- Born: United States
- Occupation: Director
- Years active: 1994–present
- Spouse: Melissa Rosenberg ​(m. 1995)​

= Lev L. Spiro =

American film and television director

Lev L. Spiro is an American film and television director. His TV episodic work includes multiple Emmy Award-winning shows such as Modern Family, Weeds, Arrested Development, My Name Is Earl, Ugly Betty, Gilmore Girls, Dawson's Creek, The O.C. and Everybody Hates Chris. His film directing includes the DGA Award nominated Minutemen, the Emmy Award-winning Wizards of Waverly Place: The Movie, and the Lionsgate film Blue Mountain State: The Rise of Thadland (2016).

== Early life ==
Spiro earned dual bachelor's degrees in Political Science and Communication Arts from the University of Wisconsin–Madison. He then attended the University of Texas at Austin, where he received a master's degree in Film Production.
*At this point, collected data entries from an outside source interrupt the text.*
//! Wire and breaker selections produced from the reference tables.
//!
//! These are values, not catalogue entries: a [`Wire`] is one row of a wire
//! table with the installation's correction factor applied, and a [`Breaker`]
//! is one rating of a curve family. Neither carries an identifier.

use serde::{Deserialize, Serialize};
use std::cmp::Ordering;
use std::fmt;

use crate::catalog::{WireInsulation, WireMaterial};
use crate::tables::BreakerCurve;
use crate::units::{Amperes, Millimeters, SquareMillimeters};
use crate::WireTypeId;

/// A wire type at one cross section.
#[derive(Debug, Clone, PartialEq, Serialize, Deserialize)]
pub struct Wire {
    pub wire_type: WireTypeId,
    pub material: WireMaterial,
    pub insulation: WireInsulation,
    /// Conductor resistivity in Ω·m
    pub resistivity: f64,
    pub section: SquareMillimeters,
    pub uncorrected_capacity: Amperes,
    pub conductor_diameter: Millimeters,
    pub external_diameter: Millimeters,
    pub correction_factor: f64,
}

impl Wire {
    /// Ampacity under the installation conditions.
    pub fn capacity(&self) -> Amperes {
        self.uncorrected_capacity * self.correction_factor
    }

    /// Conductor resistance in Ω/m.
    pub fn resistance_per_meter(&self) -> f64 {
        self.resistivity / self.section.to_square_meters()
    }

    /// Area occupied inside a conduit, from the insulated diameter.
    pub fn external_section(&self) -> SquareMillimeters {
        self.external_diameter.circle_area()
    }
}

impl fmt::Display for Wire {
    fn fmt(&self, f: &mut fmt::Formatter<'_>) -> fmt::Result {
        write!(f, "{} mm² {} {}", self.section.value(), self.material, self.insulation)
    }
}

/// A protective device rating within one curve family.
#[derive(Debug, Clone, Copy, PartialEq, Serialize, Deserialize)]
pub struct Breaker {
    pub current: Amperes,
    pub curve: BreakerCurve,
}

impl Breaker {
    pub fn new(current: Amperes, curve: BreakerCurve) -> Self {
        Self { current, curve }
    }
}

/// Breakers only compare within the same curve.
impl PartialOrd for Breaker {
    fn partial_cmp(&self, other: &Self) -> Option<Ordering> {
        if self.curve != other.curve {
            return None;
        }
        self.current.partial_cmp(&other.current)
    }
}

impl fmt::Display for Breaker {
    fn fmt(&self, f: &mut fmt::Formatter<'_>) -> fmt::Result {
        write!(f, "{}{}", self.curve, self.current.value())
    }
}

/// One of the four constraints a selected wire must satisfy.
#[derive(Debug, Clone, Copy, PartialEq, Eq, Hash, Serialize, Deserialize)]
#[serde(rename_all = "snake_case")]
pub enum WireCriterion {
    MinimumSection,
    CurrentCapacity,
    VoltageDrop,
    Breaker,
}

impl WireCriterion {
    pub const ALL: [WireCriterion; 4] = [
        WireCriterion::MinimumSection,
        WireCriterion::CurrentCapacity,
        WireCriterion::VoltageDrop,
        WireCriterion::Breaker,
    ];

    pub fn as_str(&self) -> &'static str {
        match self {
            WireCriterion::MinimumSection => "minimum section",
            WireCriterion::CurrentCapacity => "current capacity",
            WireCriterion::VoltageDrop => "voltage drop",
            WireCriterion::Breaker => "breaker",
        }
    }
}

impl fmt::Display for WireCriterion {
    fn fmt(&self, f: &mut fmt::Formatter<'_>) -> fmt::Result {
        f.write_str(self.as_str())
    }
}
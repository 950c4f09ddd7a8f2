//! Unified error types for the calculator
//!
//! This module provides a common error type [`NbrError`] covering the whole
//! engine: reference-data problems, component selection failures, identity
//! conflicts while loading a project, and rejected edits.
//!
//! Selection failures are kept in a separate [`SelectionFailure`] enum. They,
//! rejected values and wire types without a reference table are reported per
//! circuit; anything else aborts the operation.
//!
//! # Example
//!
//! ```ignore
//! use nbr_core::{NbrError, NbrResult};
//!
//! fn size_everything(project: &Project) -> NbrResult<()> {
//!     for circuit in project.iter_circuits() {
//!         size_circuit(&ctx, circuit)?;
//!     }
//!     Ok(())
//! }
//! ```

use thiserror::Error;
use uuid::Uuid;

use crate::catalog::{WireInsulation, WireMaterial};
use crate::components::WireCriterion;
use crate::tables::BreakerCurve;
use crate::units::{Amperes, Celsius, SquareMillimeters};

/// Unified error type for all calculator operations.
#[derive(Error, Debug)]
pub enum NbrError {
    /// Malformed or missing reference data
    #[error("Configuration error: {0}")]
    Config(String),

    /// Ambient temperature above the correction table's domain
    #[error("Configuration error: temperature {temperature:.1} is above the correction table maximum of {max:.1}")]
    TemperatureOutOfRange { temperature: Celsius, max: Celsius },

    /// The reference data has no ampacity table for this wire type
    #[error("No reference table for {material} {insulation} wire")]
    UnsupportedWireType {
        material: WireMaterial,
        insulation: WireInsulation,
    },

    /// No catalogued component satisfies the constraints
    #[error(transparent)]
    Selection(#[from] SelectionFailure),

    /// Two payloads share an identifier but differ in content
    #[error("Identity conflict: {kind} {id} appears twice with different content")]
    IdentityConflict { kind: &'static str, id: Uuid },

    /// Rejected field mutation or tree edit
    #[error("Validation error: {0}")]
    Validation(String),

    /// An identifier that does not resolve within the project
    #[error("Unknown {kind} {id}")]
    UnknownReference { kind: &'static str, id: Uuid },

    /// I/O errors (project files, reference data directories)
    #[error("I/O error: {0}")]
    Io(#[from] std::io::Error),

    /// Parsing/deserialization errors
    #[error("Parse error: {0}")]
    Parse(String),
}

impl NbrError {
    /// Whether the error should abort the surrounding operation.
    ///
    /// Selection failures, rejected values and wire types without a table
    /// concern one entity and can be reported per circuit; everything else
    /// cannot be worked around by the caller.
    pub fn is_fatal(&self) -> bool {
        !matches!(
            self,
            NbrError::Selection(_) | NbrError::Validation(_) | NbrError::UnsupportedWireType { .. }
        )
    }

    /// The selection failure carried by this error, if any.
    pub fn as_selection(&self) -> Option<&SelectionFailure> {
        match self {
            NbrError::Selection(failure) => Some(failure),
            _ => None,
        }
    }
}

/// No breaker, wire, or conduit satisfies the constraints.
///
/// Carries the criterion that could not be met. The engine never falls back
/// to a smaller component.
#[derive(Error, Debug, Clone, PartialEq)]
pub enum SelectionFailure {
    #[error("no curve {curve} breaker is rated for {current}")]
    NoSuitableBreaker { curve: BreakerCurve, current: Amperes },

    #[error("no catalogued wire satisfies the {criterion} criterion")]
    NoSuitableWire { criterion: WireCriterion },

    #[error("no catalogued conduit holds {filled_section:.2} at a fill factor of {max_fill_factor:.2}")]
    NoSuitableConduit {
        filled_section: SquareMillimeters,
        max_fill_factor: f64,
    },
}

/// Convenience type alias for Results using NbrError.
pub type NbrResult<T> = Result<T, NbrError>;

impl From<serde_json::Error> for NbrError {
    fn from(err: serde_json::Error) -> Self {
        NbrError::Parse(err.to_string())
    }
}

impl From<toml::de::Error> for NbrError {
    fn from(err: toml::de::Error) -> Self {
        NbrError::Parse(err.to_string())
    }
}

#[cfg(test)]
mod tests {
    use super::*;

    #[test]
    fn test_error_display() {
        let err = NbrError::Config("missing table".into());
        assert!(err.to_string().contains("Configuration error"));
        assert!(err.to_string().contains("missing table"));
    }

    #[test]
    fn test_selection_failure_display() {
        let err: NbrError = SelectionFailure::NoSuitableWire {
            criterion: WireCriterion::VoltageDrop,
        }
        .into();
        assert!(err.to_string().contains("voltage drop"));
        assert!(!err.is_fatal());
    }

    #[test]
    fn test_temperature_is_fatal() {
        let err = NbrError::TemperatureOutOfRange {
            temperature: Celsius(70.0),
            max: Celsius(60.0),
        };
        assert!(err.is_fatal());
        assert!(err.to_string().contains("70.0 °C"));
    }

    #[test]
    fn test_io_error_conversion() {
        let io_err = std::io::Error::new(std::io::ErrorKind::NotFound, "file not found");
        let err: NbrError = io_err.into();
        assert!(matches!(err, NbrError::Io(_)));
    }

    #[test]
    fn test_question_mark_operator() {
        fn inner() -> NbrResult<()> {
            Err(NbrError::Validation("test".into()))
        }

        fn outer() -> NbrResult<()> {
            inner()?;
            Ok(())
        }

        assert!(outer().is_err());
    }
}
use anyhow::{anyhow, Context, Result};
use nbr_core::{Diagnostics, Project};
use serde::Serialize;
use std::io;
use std::path::Path;

pub fn load_project(path: &Path) -> Result<Project> {
    nbr_io::load_project(path).with_context(|| format!("loading project {}", path.display()))
}

pub fn print_json<T: Serialize>(value: &T) -> Result<()> {
    serde_json::to_writer_pretty(io::stdout(), value)
        .map_err(|err| anyhow!("serializing output to JSON: {err}"))?;
    println!();
    Ok(())
}

pub fn print_diagnostics(diag: &Diagnostics) {
    if !diag.has_issues() {
        return;
    }
    println!();
    for issue in &diag.issues {
        println!("{issue}");
    }
    println!("{}", diag.summary());
}

/// Parse a value with an inherent `from_str`, listing the accepted names on failure.
pub fn parse_choice<T>(
    what: &str,
    value: &str,
    parse: impl Fn(&str) -> Option<T>,
    accepted: &[&str],
) -> Result<T> {
    parse(value).ok_or_else(|| {
        anyhow!(
            "unknown {what} '{value}' (expected one of: {})",
            accepted.join(", ")
        )
    })
}
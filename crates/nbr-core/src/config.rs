//! Sizing settings shared by every computation.
//!
//! All fields have defaults, so a partial `[sizing]` table in a TOML file is
//! enough to override one value.

use serde::{Deserialize, Serialize};

use crate::conduit::ConduitType;
use crate::error::{NbrError, NbrResult};
use crate::tables::{BreakerCurve, ReferenceMethod};
use crate::units::Celsius;

/// Maximum voltage drop allowed on a terminal circuit (4%).
pub const TERMINAL_VOLTAGE_DROP_LIMIT: f64 = 0.04;

/// Installation conditions for circuits that are not in any conduit run.
#[derive(Debug, Clone, PartialEq, Serialize, Deserialize)]
#[serde(default)]
pub struct StandaloneConditions {
    pub reference_method: ReferenceMethod,
    pub temperature: Celsius,
    pub grouping: u32,
}

impl Default for StandaloneConditions {
    fn default() -> Self {
        Self {
            reference_method: ReferenceMethod::B1,
            temperature: Celsius(30.0),
            grouping: 1,
        }
    }
}

#[derive(Debug, Clone, PartialEq, Serialize, Deserialize)]
#[serde(default)]
pub struct SizingSettings {
    pub breaker_curve: BreakerCurve,
    /// Fraction of the supply voltage
    pub voltage_drop_limit: f64,
    pub conduit_type: ConduitType,
    pub standalone: StandaloneConditions,
}

impl Default for SizingSettings {
    fn default() -> Self {
        Self {
            breaker_curve: BreakerCurve::C,
            voltage_drop_limit: TERMINAL_VOLTAGE_DROP_LIMIT,
            conduit_type: ConduitType::Rigid,
            standalone: StandaloneConditions::default(),
        }
    }
}

impl SizingSettings {
    pub fn validate(&self) -> NbrResult<()> {
        if !(self.voltage_drop_limit > 0.0 && self.voltage_drop_limit < 1.0) {
            return Err(NbrError::Config(format!(
                "voltage drop limit must be between 0 and 1, got {}",
                self.voltage_drop_limit
            )));
        }
        if self.standalone.grouping == 0 {
            return Err(NbrError::Config(
                "standalone grouping must count at least one circuit".into(),
            ));
        }
        Ok(())
    }
}

#[cfg(test)]
mod tests {
    use super::*;

    #[test]
    fn test_defaults() {
        let settings = SizingSettings::default();
        assert_eq!(settings.breaker_curve, BreakerCurve::C);
        assert_eq!(settings.voltage_drop_limit, 0.04);
        assert_eq!(settings.standalone.reference_method, ReferenceMethod::B1);
        assert_eq!(settings.standalone.grouping, 1);
        assert!(settings.validate().is_ok());
    }

    #[test]
    fn test_partial_toml() {
        let settings: SizingSettings = toml::from_str(
            r#"
            breaker_curve = "D"

            [standalone]
            temperature = 40.0
            "#,
        )
        .unwrap();

        assert_eq!(settings.breaker_curve, BreakerCurve::D);
        assert_eq!(settings.voltage_drop_limit, 0.04);
        assert_eq!(settings.standalone.temperature, Celsius(40.0));
        assert_eq!(settings.standalone.reference_method, ReferenceMethod::B1);
    }

    #[test]
    fn test_invalid_limit() {
        let settings = SizingSettings {
            voltage_drop_limit: 0.0,
            ..Default::default()
        };
        assert!(matches!(settings.validate(), Err(NbrError::Config(_))));
    }
}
His early work includes film adaptations of The Convict, a short story by James Lee Burke, and The Suicide Club, a story by Robert Louis Stevenson, which starred Jonathan Pryce and Paul Bettany.

== Career ==
Since beginning his career, Spiro has directed over 150 drama and comedy episodes, pilots and features for network and cable television.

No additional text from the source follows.